German-born Italian artist (1934–2023)

Irma Blank (1934 – 14 April 2023) was a German-born Italian artist. Her work, based on printed text that she transcribed in ink, has been described as "drawing languages without words" and thus "a form of communication beyond specific language", including sounds.

== Life and work ==
Blank was born in Celle, Lower Saxony. In 1955, age 20 and inspired by Johann Wolfgang von Goethe's Italian Journey, she traveled to Syracuse, Sicily. Having made the decision to settle in Italy for good, Blank started working as a high school teacher, focusing on her own art at night. In 1973 Blank moved to Milan, where she met with the concrete poetry artists and introduced language into her prints and paintings. In the 1970s she initiated a long-standing collaboration with fellow artist Mirella Bentivoglio. Blank's technique in Trascrizioni, a cycle of works she started in 1973 and concluded in 1979, was to transcribe texts from printed material, such as newspapers, poetry and treatises, in black ink on transparent paper. During the process, she would "read" the material in monotonous sounds with her mouth closed, which she then recorded.

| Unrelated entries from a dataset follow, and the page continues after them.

//! Error handling for the gestdoc backend client

use std::fmt;
use thiserror::Error;

/// Unified error type for the gestdoc backend client
#[derive(Error, Debug)]
pub enum Error {
    /// Network or HTTP related errors
    #[error("HTTP error: {0}")]
    Http(#[from] reqwest::Error),

    /// JSON serialization or deserialization errors
    #[error("JSON error: {0}")]
    Json(#[from] serde_json::Error),

    /// URL parsing errors
    #[error("URL error: {0}")]
    Url(#[from] url::ParseError),

    /// The identity provider rejected the new account
    #[error("Account creation error: {0}")]
    AccountCreation(String),

    /// The post-creation write to the user record failed
    #[error("Record update error: {0}")]
    RecordUpdate(String),

    /// A document store query failed
    #[error("Query error: {0}")]
    Query(String),

    /// A required field was absent or blank in a record snapshot
    #[error("Missing required field: {0}")]
    MissingField(&'static str),

    /// A stored document carries a value the listing cannot interpret
    #[error("Malformed document {id}: {reason}")]
    MalformedDocument { id: String, reason: String },

    /// General errors
    #[error("{0}")]
    General(String),
}

impl Error {
    /// Create a new account creation error
    pub fn account_creation<T: fmt::Display>(msg: T) -> Self {
        Error::AccountCreation(msg.to_string())
    }

    /// Create a new record update error
    pub fn record_update<T: fmt::Display>(msg: T) -> Self {
        Error::RecordUpdate(msg.to_string())
    }

    /// Create a new query error
    pub fn query<T: fmt::Display>(msg: T) -> Self {
        Error::Query(msg.to_string())
    }

    /// Create a new malformed document error
    pub fn malformed_document<I: fmt::Display, R: fmt::Display>(id: I, reason: R) -> Self {
        Error::MalformedDocument {
            id: id.to_string(),
            reason: reason.to_string(),
        }
    }

    /// Create a new general error
    pub fn general<T: fmt::Display>(msg: T) -> Self {
        Error::General(msg.to_string())
    }
}
//! HTTP request plumbing for the platform services
//!
//! A [`Fetch`] is a per-project request factory: every request it creates
//! already carries the project API key and the configured timeout, so the
//! service clients only add what varies per call (path, body, admin bearer).

use reqwest::{Client, RequestBuilder, Method, header::{HeaderMap, HeaderValue}};
use serde::Serialize;
use crate::error::Error;
use std::collections::HashMap;
use std::time::Duration;
use url::Url;

/// Per-project request factory
#[derive(Clone)]
pub struct Fetch {
    client: Client,
    key: String,
    timeout: Option<Duration>,
}

impl Fetch {
    /// Create a new request factory for one platform project
    pub fn new(client: Client, key: &str, timeout: Option<Duration>) -> Self {
        Self {
            client,
            key: key.to_string(),
            timeout,
        }
    }

    /// Create a GET request
    pub fn get(&self, url: &str) -> FetchBuilder<'_> {
        self.request(Method::GET, url)
    }

    /// Create a POST request
    pub fn post(&self, url: &str) -> FetchBuilder<'_> {
        self.request(Method::POST, url)
    }

    /// Create a PATCH request
    pub fn patch(&self, url: &str) -> FetchBuilder<'_> {
        self.request(Method::PATCH, url)
    }

    /// Create a DELETE request
    pub fn delete(&self, url: &str) -> FetchBuilder<'_> {
        self.request(Method::DELETE, url)
    }

    fn request(&self, method: Method, url: &str) -> FetchBuilder<'_> {
        FetchBuilder::new(&self.client, url, method, self.timeout).header("apikey", &self.key)
    }
}

/// Helper for building and executing one HTTP request
pub struct FetchBuilder<'a> {
    client: &'a Client,
    url: String,
    method: Method,
    headers: HeaderMap,
    query_params: Option<HashMap<String, String>>,
    body: Option<Vec<u8>>,
    timeout: Option<Duration>,
}

impl<'a> FetchBuilder<'a> {
    fn new(client: &'a Client, url: &str, method: Method, timeout: Option<Duration>) -> Self {
        let mut headers = HeaderMap::new();
        headers.insert("Content-Type", HeaderValue::from_static("application/json"));

        Self {
            client,
            url: url.to_string(),
            method,
            headers,
            query_params: None,
            body: None,
            timeout,
        }
    }

    /// Add a header to the request
    pub fn header(mut self, name: &'static str, value: &str) -> Self {
        if let Ok(value) = HeaderValue::from_str(value) {
            self.headers.insert(name, value);
        }
        self
    }

    /// Add bearer token authentication to the request
    pub fn bearer_auth(self, token: &str) -> Self {
        let value = format!("Bearer {}", token);
        self.header("Authorization", &value)
    }

    /// Add query parameters to the request
    pub fn query(mut self, params: HashMap<String, String>) -> Self {
        self.query_params = Some(params);
        self
    }

    /// Add a JSON body to the request
    pub fn json<T: Serialize>(mut self, body: &T) -> Result<Self, Error> {
        let json = serde_json::to_vec(body)?;
        self.body = Some(json);
        Ok(self)
    }

    /// Build the request
    fn build(&self) -> Result<RequestBuilder, Error> {
        let mut url = Url::parse(&self.url)?;

        // Add query parameters if present
        if let Some(params) = &self.query_params {
            let mut query_pairs = url.query_pairs_mut();
            for (key, value) in params {
                query_pairs.append_pair(key, value);
            }
        }

        let mut req = self.client.request(self.method.clone(), url.as_str());
        req = req.headers(self.headers.clone());

        if let Some(timeout) = self.timeout {
            req = req.timeout(timeout);
        }

        if let Some(body) = &self.body {
            req = req.body(body.clone());
        }

        Ok(req)
    }

    /// Execute the request and return the raw response
    pub async fn execute_raw(&self) -> Result<reqwest::Response, Error> {
        let req = self.build()?;
        let response = req.send().await?;
        Ok(response)
    }
}
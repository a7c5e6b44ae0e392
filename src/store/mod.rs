//! Record operations against the hosted document store

mod query;

use reqwest::Client;
use serde::Serialize;
use serde::de::DeserializeOwned;

use crate::config::ClientOptions;
use crate::error::Error;
use crate::fetch::Fetch;

pub use query::*;

/// Handle for one named collection in the document store
pub struct Collection {
    /// The base URL for the platform project
    url: String,

    /// The collection name
    name: String,

    /// Request factory carrying the project key and timeout
    fetch: Fetch,
}

impl Collection {
    /// Create a new collection handle
    pub(crate) fn new(
        url: &str,
        key: &str,
        name: &str,
        client: Client,
        options: ClientOptions,
    ) -> Self {
        Self {
            url: url.to_string(),
            name: name.to_string(),
            fetch: Fetch::new(client, key, options.request_timeout),
        }
    }

    /// Get the base URL for record requests against this collection
    fn get_url(&self) -> String {
        format!("{}/store/v1/{}", self.url, self.name)
    }

    /// Query records in the collection
    pub fn select(&self) -> SelectBuilder {
        SelectBuilder::new(self.get_url(), self.fetch.clone())
    }

    /// Read a single record by its collection key
    ///
    /// Returns `None` when no record exists under the key.
    pub async fn get<T: DeserializeOwned>(&self, key: &str) -> Result<Option<T>, Error> {
        let url = format!("{}/{}", self.get_url(), key);

        let response = self.fetch.get(&url).execute_raw().await?;

        if response.status() == reqwest::StatusCode::NOT_FOUND {
            return Ok(None);
        }

        if !response.status().is_success() {
            let text = response.text().await.unwrap_or_default();
            return Err(Error::query(text));
        }

        let record: T = response.json().await?;
        Ok(Some(record))
    }

    /// Update fields of a single record, addressed by its collection key
    ///
    /// Fails with [`Error::RecordUpdate`]; a record deleted concurrently
    /// surfaces as the store's not-found rejection.
    pub async fn update<T: Serialize>(&self, key: &str, fields: &T) -> Result<(), Error> {
        let url = format!("{}/{}", self.get_url(), key);

        let response = self
            .fetch
            .patch(&url)
            .json(fields)?
            .execute_raw()
            .await?;

        if !response.status().is_success() {
            let status = response.status();
            let text = response.text().await.unwrap_or_default();
            return Err(Error::record_update(format!(
                "{}/{} ({}): {}",
                self.name, key, status, text
            )));
        }

        Ok(())
    }
}
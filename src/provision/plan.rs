//! Pure provisioning core: snapshot validation and the side-effect plan
//!
//! Everything in this module is I/O-free so the trigger logic can be tested
//! without the hosting platform.

use rand::distributions::Alphanumeric;
use rand::Rng;
use serde_json::{Map, Value};

use crate::error::Error;
use crate::identity::AccountRequest;

/// Validated view of a newly created user record
#[derive(Debug, Clone, PartialEq)]
pub struct UserSnapshot {
    pub email: String,
    pub cif: String,
    pub name: String,
    pub last_name: String,

    /// Identity account id, present only after a previous provisioning run
    pub uid: Option<String>,
}

impl UserSnapshot {
    /// Extract and validate the identity fields from a raw field snapshot
    ///
    /// Required fields that are absent, non-string, or blank fail with
    /// [`Error::MissingField`] before any side effect takes place.
    pub fn from_fields(fields: &Map<String, Value>) -> Result<Self, Error> {
        Ok(Self {
            email: required_str(fields, "email")?,
            cif: required_str(fields, "cif")?,
            name: required_str(fields, "name")?,
            last_name: required_str(fields, "lastName")?,
            uid: optional_str(fields, "uid"),
        })
    }

    /// The provider-facing display name, `"name lastName"`
    pub fn display_name(&self) -> String {
        format!("{} {}", self.name, self.last_name)
    }
}

fn required_str(fields: &Map<String, Value>, name: &'static str) -> Result<String, Error> {
    match fields.get(name).and_then(Value::as_str) {
        Some(value) if !value.trim().is_empty() => Ok(value.to_string()),
        _ => Err(Error::MissingField(name)),
    }
}

fn optional_str(fields: &Map<String, Value>, name: &str) -> Option<String> {
    fields
        .get(name)
        .and_then(Value::as_str)
        .filter(|value| !value.trim().is_empty())
        .map(str::to_string)
}

/// The side effects one creation event asks for
#[derive(Debug, Clone)]
pub enum ProvisionPlan {
    /// Create an account and write its id back to the record under the key
    Create {
        /// Collection key of the record to update
        user_id: String,

        /// Account creation payload
        request: AccountRequest,
    },

    /// The snapshot already carries an account id; nothing to do
    AlreadyProvisioned {
        /// Collection key of the record
        user_id: String,

        /// The previously assigned account id
        account_id: String,
    },
}

impl ProvisionPlan {
    /// Build the side-effect plan for a newly created record
    ///
    /// The initial password is a random alphanumeric string, never derived
    /// from the record's fields; the user sets a real credential through the
    /// recovery mail sent after provisioning.
    pub fn from_snapshot(
        user_id: &str,
        fields: &Map<String, Value>,
        password_length: usize,
    ) -> Result<Self, Error> {
        let snapshot = UserSnapshot::from_fields(fields)?;

        if let Some(account_id) = snapshot.uid {
            return Ok(ProvisionPlan::AlreadyProvisioned {
                user_id: user_id.to_string(),
                account_id,
            });
        }

        let password = generate_initial_password(password_length);
        let request = AccountRequest::new(&snapshot.email, &password, &snapshot.display_name());

        Ok(ProvisionPlan::Create {
            user_id: user_id.to_string(),
            request,
        })
    }
}

/// Generate a random alphanumeric initial password
pub(crate) fn generate_initial_password(length: usize) -> String {
    rand::thread_rng()
        .sample_iter(&Alphanumeric)
        .take(length)
        .map(char::from)
        .collect()
}

#[cfg(test)]
mod tests {
    use super::*;
    use serde_json::json;

    fn fields() -> Map<String, Value> {
        let value = json!({
            "email": "ana@example.com",
            "cif": "B12345678",
            "name": "Ana",
            "lastName": "Santos"
        });
        value.as_object().unwrap().clone()
    }

    #[test]
    fn snapshot_extracts_identity_fields() {
        let snapshot = UserSnapshot::from_fields(&fields()).unwrap();
        assert_eq!(snapshot.email, "ana@example.com");
        assert_eq!(snapshot.cif, "B12345678");
        assert_eq!(snapshot.display_name(), "Ana Santos");
        assert_eq!(snapshot.uid, None);
    }

    #[test]
    fn absent_field_is_rejected_by_name() {
        let mut incomplete = fields();
        incomplete.remove("lastName");
        match UserSnapshot::from_fields(&incomplete) {
            Err(Error::MissingField(name)) => assert_eq!(name, "lastName"),
            other => panic!("expected MissingField, got {:?}", other),
        }
    }

    #[test]
    fn blank_field_counts_as_missing() {
        let mut blank = fields();
        blank.insert("email".to_string(), json!("   "));
        assert!(matches!(
            UserSnapshot::from_fields(&blank),
            Err(Error::MissingField("email"))
        ));
    }

    #[test]
    fn non_string_field_counts_as_missing() {
        let mut wrong = fields();
        wrong.insert("cif".to_string(), json!(42));
        assert!(matches!(
            UserSnapshot::from_fields(&wrong),
            Err(Error::MissingField("cif"))
        ));
    }

    #[test]
    fn plan_creates_account_with_display_name() {
        let plan = ProvisionPlan::from_snapshot("u-1", &fields(), 24).unwrap();
        match plan {
            ProvisionPlan::Create { user_id, request } => {
                assert_eq!(user_id, "u-1");
                assert_eq!(request.email, "ana@example.com");
                assert_eq!(request.display_name, "Ana Santos");
            }
            other => panic!("expected Create, got {:?}", other),
        }
    }

    #[test]
    fn password_is_random_and_never_the_cif() {
        let first = match ProvisionPlan::from_snapshot("u-1", &fields(), 24).unwrap() {
            ProvisionPlan::Create { request, .. } => request.password,
            other => panic!("expected Create, got {:?}", other),
        };
        let second = match ProvisionPlan::from_snapshot("u-1", &fields(), 24).unwrap() {
            ProvisionPlan::Create { request, .. } => request.password,
            other => panic!("expected Create, got {:?}", other),
        };

        assert_eq!(first.len(), 24);
        assert_ne!(first, "B12345678");
        assert_ne!(first, second);
        assert!(first.chars().all(|c| c.is_ascii_alphanumeric()));
    }

    #[test]
    fn snapshot_with_uid_short_circuits() {
        let mut provisioned = fields();
        provisioned.insert("uid".to_string(), json!("acc-9"));
        let plan = ProvisionPlan::from_snapshot("u-1", &provisioned, 24).unwrap();
        assert!(matches!(
            plan,
            ProvisionPlan::AlreadyProvisioned { ref account_id, .. } if account_id == "acc-9"
        ));
    }
}
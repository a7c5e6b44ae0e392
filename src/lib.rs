//! gestdoc backend library
//!
//! Backend access layer for a business document-management application built
//! on a hosted platform: an identity provider for accounts, a schemaless
//! document store for records, and a trigger runtime for serverless
//! functions. The crate provides the platform clients, the user-provisioning
//! trigger core, and the invoice/albaran listing read path; rendering the
//! rows is left to the consuming UI.

pub mod config;
pub mod error;
pub mod fetch;
pub mod identity;
pub mod listing;
pub mod provision;
pub mod store;

use reqwest::Client;

use crate::config::ClientOptions;
use crate::error::Error;
use crate::identity::IdentityAdmin;
use crate::listing::{DocumentListing, DocumentType};
use crate::provision::Provisioner;
use crate::store::Collection;

/// The main entry point for the platform clients
pub struct Platform {
    /// The base URL for the platform project
    pub url: String,
    /// The anonymous API key for the platform project
    pub key: String,
    /// The service-role key, required for identity admin operations
    service_key: Option<String>,
    /// HTTP client used for requests
    pub http_client: Client,
    /// Client options
    pub options: ClientOptions,
}

impl Platform {
    /// Create a new platform client
    ///
    /// # Arguments
    ///
    /// * `url` - The base URL for the platform project
    /// * `key` - The anonymous API key for the platform project
    pub fn new(url: &str, key: &str) -> Self {
        Self::new_with_options(url, key, ClientOptions::default())
    }

    /// Create a new platform client with custom options
    pub fn new_with_options(url: &str, key: &str, options: ClientOptions) -> Self {
        Self {
            url: url.trim_end_matches('/').to_string(),
            key: key.to_string(),
            service_key: None,
            http_client: Client::new(),
            options,
        }
    }

    /// Attach the service-role key authorizing admin operations
    ///
    /// Server-side only; never ship this key to a client application.
    pub fn with_service_key(mut self, service_key: &str) -> Self {
        self.service_key = Some(service_key.to_string());
        self
    }

    /// Get the identity admin client
    ///
    /// Fails when no service-role key was attached.
    pub fn identity_admin(&self) -> Result<IdentityAdmin, Error> {
        let service_key = self
            .service_key
            .as_deref()
            .ok_or_else(|| Error::general("identity admin requires a service-role key"))?;

        Ok(IdentityAdmin::new(
            &self.url,
            &self.key,
            service_key,
            self.http_client.clone(),
            self.options.clone(),
        ))
    }

    /// Get a handle for a named collection in the document store
    pub fn collection(&self, name: &str) -> Collection {
        Collection::new(
            &self.url,
            &self.key,
            name,
            self.http_client.clone(),
            self.options.clone(),
        )
    }

    /// Build the user-provisioning trigger executor
    ///
    /// Requires the service-role key: provisioning creates identity accounts.
    pub fn provisioner(&self) -> Result<Provisioner, Error> {
        Ok(Provisioner::new(
            self.identity_admin()?,
            self.collection(&self.options.users_collection),
            self.options.initial_password_length,
        ))
    }

    /// Build a listing handle for one document type and owner cif
    pub fn listing(&self, doc_type: DocumentType, cif: &str) -> DocumentListing {
        DocumentListing::new(
            self.collection(&self.options.documents_collection),
            doc_type,
            cif,
        )
    }
}

/// A convenience module for common imports
pub mod prelude {
    pub use crate::config::ClientOptions;
    pub use crate::error::Error;
    pub use crate::listing::{DocumentRow, DocumentType, ListState};
    pub use crate::provision::{CreationEvent, ProvisionOutcome};
    pub use crate::Platform;
}
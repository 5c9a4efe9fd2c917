use std::path::PathBuf;
use std::process;

use anyhow::{bail, Context, Result};
use clap::Parser;
use tracing_subscriber::EnvFilter;

use wordvec::{Error, VectorStore};

/// Solves analogies: A is to B as C is to what?
#[derive(Parser)]
struct Options {
    /// Contains word projections in the BINARY FORMAT.
    #[arg(value_name = "FILE")]
    file_name: PathBuf,

    /// FILE is in the text format instead
    #[arg(long)]
    text: bool,

    /// Number of closest words that will be shown
    #[arg(short = 'n', long, default_value_t = 40)]
    top: usize,

    /// Groups of three words, e.g. `man king woman`
    #[arg(value_name = "WORDS", required = true)]
    words: Vec<String>,
}

fn run(options: &Options) -> Result<()> {
    if options.words.len() % 3 != 0 {
        bail!(
            "{} words were entered.. three words are needed at the input to perform the calculation",
            options.words.len()
        );
    }

    let store = if options.text {
        VectorStore::from_text_file(&options.file_name)
    } else {
        VectorStore::from_bin_file(&options.file_name)
    }
    .with_context(|| format!("error loading {}", options.file_name.display()))?;
    let engine = store.for_search();

    for triple in options.words.chunks(3) {
        let [a, b, c] = [&triple[0], &triple[1], &triple[2]];
        println!();
        println!("{a} : {b} :: {c} : ?");
        match engine.analogy(a, b, c, options.top) {
            Ok(matches) => {
                println!("                                              Word              Distance");
                println!("------------------------------------------------------------------------");
                for m in matches {
                    println!("{:>50}\t\t{:8.6}", m.word, m.score);
                }
            }
            Err(Error::UnknownWord(word)) => {
                println!("Word: {word}  Out of dictionary word!");
            }
            Err(err) => return Err(err.into()),
        }
    }
    Ok(())
}

fn main() {
    tracing_subscriber::fmt()
        .with_env_filter(
            EnvFilter::try_from_default_env().unwrap_or_else(|_| EnvFilter::new("warn")),
        )
        .with_writer(std::io::stderr)
        .init();

    let options = Options::parse();
    if let Err(err) = run(&options) {
        eprintln!("{err:#}");
        process::exit(1);
    }
}
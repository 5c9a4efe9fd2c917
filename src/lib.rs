//! Word vectors: train them from text, store them, and search them.
//!
//! Training follows word2vec: a vocabulary is counted from the corpus, a
//! Huffman code is built over it, and a CBOW or Skip-gram network is trained
//! with hierarchical softmax or negative sampling on several threads at once.
//! The resulting [`VectorStore`] reads and writes the word2vec binary and
//! text formats, and a [`SearchEngine`] answers cosine-similarity queries.

pub mod corpus;
mod error;
pub mod huffman;
mod mmap;
mod network;
mod progress;
pub mod search;
mod store;
mod train;
pub mod vocab;

pub use error::{Error, Result};
pub use huffman::{HuffmanNode, HuffmanTree};
pub use mmap::ONE_GB;
pub use progress::{CancelToken, ProgressListener, Stage};
pub use search::{Match, Query, SearchEngine};
pub use store::{ByteOrder, VectorStore};
pub use train::{NetworkType, OutputLayer, Trainer, TrainerConfig};
pub use vocab::{read_counts, VocabWord, Vocabulary, VocabularyBuilder};
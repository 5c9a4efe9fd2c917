use std::path::PathBuf;
use std::process;

use anyhow::{bail, Context, Result};
use clap::Parser;
use indicatif::{ProgressBar, ProgressStyle};
use tracing_subscriber::EnvFilter;

use wordvec::{
    corpus, read_counts, NetworkType, OutputLayer, Stage, Trainer, TrainerConfig,
    VocabularyBuilder,
};

#[derive(Parser)]
#[command(about = "WORD VECTOR estimation toolkit", long_about = None)]
struct Options {
    /// Use text data from FILE to train the model
    #[arg(long = "train", value_name = "FILE")]
    train_file: PathBuf,

    /// Use FILE to save the resulting word vectors
    #[arg(long = "output", value_name = "FILE")]
    output_file: PathBuf,

    /// Set size of word vectors; default is 100
    #[arg(long = "size", default_value_t = 100)]
    layer1_size: usize,

    /// Set max skip length between words
    #[arg(long, default_value_t = 5)]
    window: usize,

    /// Set threshold for occurrence of words. Those that appear with higher
    /// frequency in the training data will be randomly down-sampled; default
    /// is 1e-3, useful range is (0, 1e-5)
    #[arg(long, default_value_t = 1e-3)]
    sample: f32,

    /// Use Hierarchical Softmax instead of negative sampling
    #[arg(long)]
    hs: bool,

    /// Number of negative examples; default is 5, common values are 3 - 10
    #[arg(long, default_value_t = 5)]
    negative: usize,

    /// Use N threads
    #[arg(long = "threads", value_name = "N", default_value_t = 12)]
    num_threads: usize,

    /// Run more training iterations
    #[arg(long, default_value_t = 5)]
    iter: usize,

    /// Discard words that appear less than N times
    #[arg(long = "min-count", value_name = "N", default_value_t = 5)]
    min_count: u64,

    /// Set the starting learning rate; default is 0.025 for skip-gram and 0.05 for CBOW
    #[arg(long)]
    alpha: Option<f32>,

    /// Save the resulting vectors in binary mode
    #[arg(long)]
    binary: bool,

    /// The vocabulary will be saved to FILE
    #[arg(long = "save-vocab", value_name = "FILE")]
    save_vocab_file: Option<PathBuf>,

    /// The vocabulary will be read from FILE, not constructed from the training data
    #[arg(long = "read-vocab", value_name = "FILE")]
    read_vocab_file: Option<PathBuf>,

    /// Use the continuous bag of words model (otherwise, use skip-gram model)
    #[arg(long)]
    cbow: bool,
}

impl Options {
    fn trainer_config(&self) -> Result<TrainerConfig> {
        let output = if self.hs {
            OutputLayer::HierarchicalSoftmax
        } else if self.negative > 0 {
            OutputLayer::NegativeSampling {
                samples: self.negative,
            }
        } else {
            bail!("--negative 0 needs --hs, or there is nothing to train");
        };
        Ok(TrainerConfig {
            network: if self.cbow {
                NetworkType::Cbow
            } else {
                NetworkType::SkipGram
            },
            output,
            layer_size: self.layer1_size,
            window: self.window,
            iterations: self.iter,
            sample: self.sample,
            threads: self.num_threads,
            min_count: self.min_count,
            alpha: self.alpha,
            vocab: None,
        })
    }
}

fn progress_bar() -> Result<ProgressBar> {
    let bar = ProgressBar::new(1000);
    bar.set_style(
        ProgressStyle::with_template("[{elapsed_precise}] {bar:40.cyan/blue} {percent:>3}% {msg}")
            .context("bad progress bar template")?,
    );
    Ok(bar)
}

fn run(options: &Options) -> Result<()> {
    let mut config = options.trainer_config()?;

    let sentences = corpus::read_sentences(&options.train_file).with_context(|| {
        format!("error reading training file {}", options.train_file.display())
    })?;

    if let Some(path) = &options.read_vocab_file {
        let counts = read_counts(path)
            .with_context(|| format!("error reading vocabulary file {}", path.display()))?;
        config.vocab = Some(counts);
    }

    if let Some(path) = &options.save_vocab_file {
        let builder = match config.vocab.take() {
            Some(counts) => VocabularyBuilder::from_counts(config.min_count, counts),
            None => {
                let mut builder = VocabularyBuilder::new(config.min_count);
                builder.add_sentences(&sentences);
                builder
            }
        };
        let vocab = builder.build()?;
        vocab
            .save(path)
            .with_context(|| format!("error writing vocabulary file {}", path.display()))?;
        config.vocab = Some(vocab.iter().map(|vw| (vw.word.clone(), vw.count)).collect());
    }

    let bar = progress_bar()?;
    let listener = {
        let bar = bar.clone();
        move |stage: Stage, progress: f64| {
            bar.set_message(format!("{stage:?}"));
            bar.set_position((progress.clamp(0.0, 1.0) * 1000.0) as u64);
        }
    };
    let trainer = Trainer::new(config)?.with_listener(listener);
    let vectors = trainer.train(&sentences)?;
    bar.finish_and_clear();

    if options.binary {
        vectors.save_bin(&options.output_file)
    } else {
        vectors.save_text(&options.output_file)
    }
    .with_context(|| format!("error writing {}", options.output_file.display()))?;
    Ok(())
}

fn main() {
    tracing_subscriber::fmt()
        .with_env_filter(
            EnvFilter::try_from_default_env().unwrap_or_else(|_| EnvFilter::new("info")),
        )
        .with_writer(std::io::stderr)
        .init();

    let options = Options::parse();
    if let Err(err) = run(&options) {
        eprintln!("{err:#}");
        process::exit(1);
    }
}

Although Blank's work was exhibited at Documenta 6 in Kassel in 1977 and the 38th Venice Biennale in 1978, her practice experienced a period of relative obscurity until it was reidiscovered and reappraised in the 2010s.

Blank wrote in 2001:

I save writing from its enslavement to sense: writing purified of sense. I return to the zero point, the semantic zero, the semantic void: silence as a germinating source. ...
I give autonomy back to the sign, to the body of writing, in order to give voice to the silence, to the void. To the thoughts unthought. Writing is not linked to knowing, but to being. Writing is the home of being. ...
Nonverbal writing, writing that remains in silence, original truth. ...
Writing, place of perdition and discovery.

In 2017 Blank's work was exhibited at the 57th Venice Biennale. A travelling retrospective curated by Johana Carrier and Joana P. R. Neves. was staged at the Culturgest in Lisbon and MAMCO in Geneva in 2019, at the CAPC musée d'art contemporain de Bordeaux, the CCA Tel Aviv-Yafo and the Bauhaus Foundation Tel Aviv in 2020, at the Museo civico Villa dei Cedri in Bellinzona, the Bombas Gens Centre d'Art in Valencia in 2021, and at the ICA (Institute of Contemporary Art) in Milan in 2021. An extensive monograph was published by Walther König in Cologne.

Blank died in Milan on 14 April 2023, at the age of 88.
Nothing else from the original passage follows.